3.3 More About Request

In this section, we continue studying more about request using a question-oriented method. To be specific,

how to handle multi values with one name in a request?
how to handle non-latin characters?
what else can I get from a request object?

In-depth parameter(2)

No matter what the HTTP method is, the query parameters in a request are started with a question mask ?, and separated by the ampersand &. So, how to handle multi values with one name in a request? It is mainly found in checkbox. Checkboxes let a user select zero or more options of a limited number of choices; while select only allows a user select zero or one option.
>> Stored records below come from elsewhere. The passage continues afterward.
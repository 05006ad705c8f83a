// Copyright 2026 the simcurve Authors
// SPDX-License-Identifier: Apache-2.0 OR MIT

use crate::Point;

/// A coordinate axis of the plane.
///
/// Curves in `x` and `y` are solved one coordinate at a time; this names
/// which one.
#[derive(Copy, Clone, PartialEq, Eq, Debug, Hash)]
pub enum Axis {
    /// The x axis.
    Horizontal,
    /// The y axis.
    Vertical,
}

impl Axis {
    /// The coordinate of `p` along this axis (`x` for [`Self::Horizontal`]).
    #[inline]
    pub const fn coord(self, p: Point) -> f64 {
        match self {
            Self::Horizontal => p.x,
            Self::Vertical => p.y,
        }
    }
}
<input type="checkbox" id="read1" name="read" value="PC">
<label for="read1">PC</label><br>
<input type="checkbox" id="read2" name="read" value="Kindle">
<label for="read2">Kindle</label><br>
<input type="checkbox" id="read3" name="read" value="paper">
<label for="read3">paper</label><br>
<input type="checkbox" id="read4" name="read" value="phone">
<label for="read4">Phone</label><br>

Note that name with "read" is repeated for 4 times. If both PC and Kindle are selected, then the query string would contain read=PC&read=Kindle. So how can we get those values in a servlet? Instead using getParameter(), we should use getParameterValues():

String[] getParameterValues(String name) Returns an array of String objects containing all of the values the given request parameter has, or null if the parameter does not exist.

String[] reads = request.getParameterValues("read");

In-depth parameter(3)

Till now, we only use English in the web applications. But in the real world, we would like a international website which can be accessed by people using different languages all over the world[1]. It is not trivial problem, because garbled characters are very common in real systems if i18n is not well considered. For example, there are many legacy pages from Oracle which are full of garbled characters, such as "锟斤拷". We bet no one can interpret the meaning of 锟斤拷:

Figure 3.7 Garbled characters.

In this subsection, let's investigate this problem.

First of all, we design a small test to reproduce this problem in utf8.html of ch3/request:

<form action="international" method="post">
    <label for="name">Name: </label>
    <input type="text" name="name" id="name">
    <button type="submit">Login in</button>
</form>

And in InternationalServlet.java whose URL name is /international we try to output the name:

response.setContentType("text/html");
PrintWriter out = response.getWriter();
String name = request.getParameter("name");
out.println(name);

If we input Bob in the input box, the output is Box, as we expected; but if we input 小明 in the input box, the output is å°æ˜Ž. WTF?

[!TIP] TL;DR There are different character set encodings, and it may produce garbled characters when converting one to another. Modern applications should use UTF-8 if you don't have special reasons to use alternatives.

To understand this, you need know the background knowledge about how a string is represented. Essentially, String, as well as other objects, are a sequences of bytes[2]. Given a sequence of bytes, how to interpret it depends on the character encoding. To be precise, character encoding is the process of assigning numbers to graphical characters, especially the written characters of human language, allowing them to be stored, transmitted, and transformed using digital computers. And the character set used in encoding/decoding is usually abbreviated as charset.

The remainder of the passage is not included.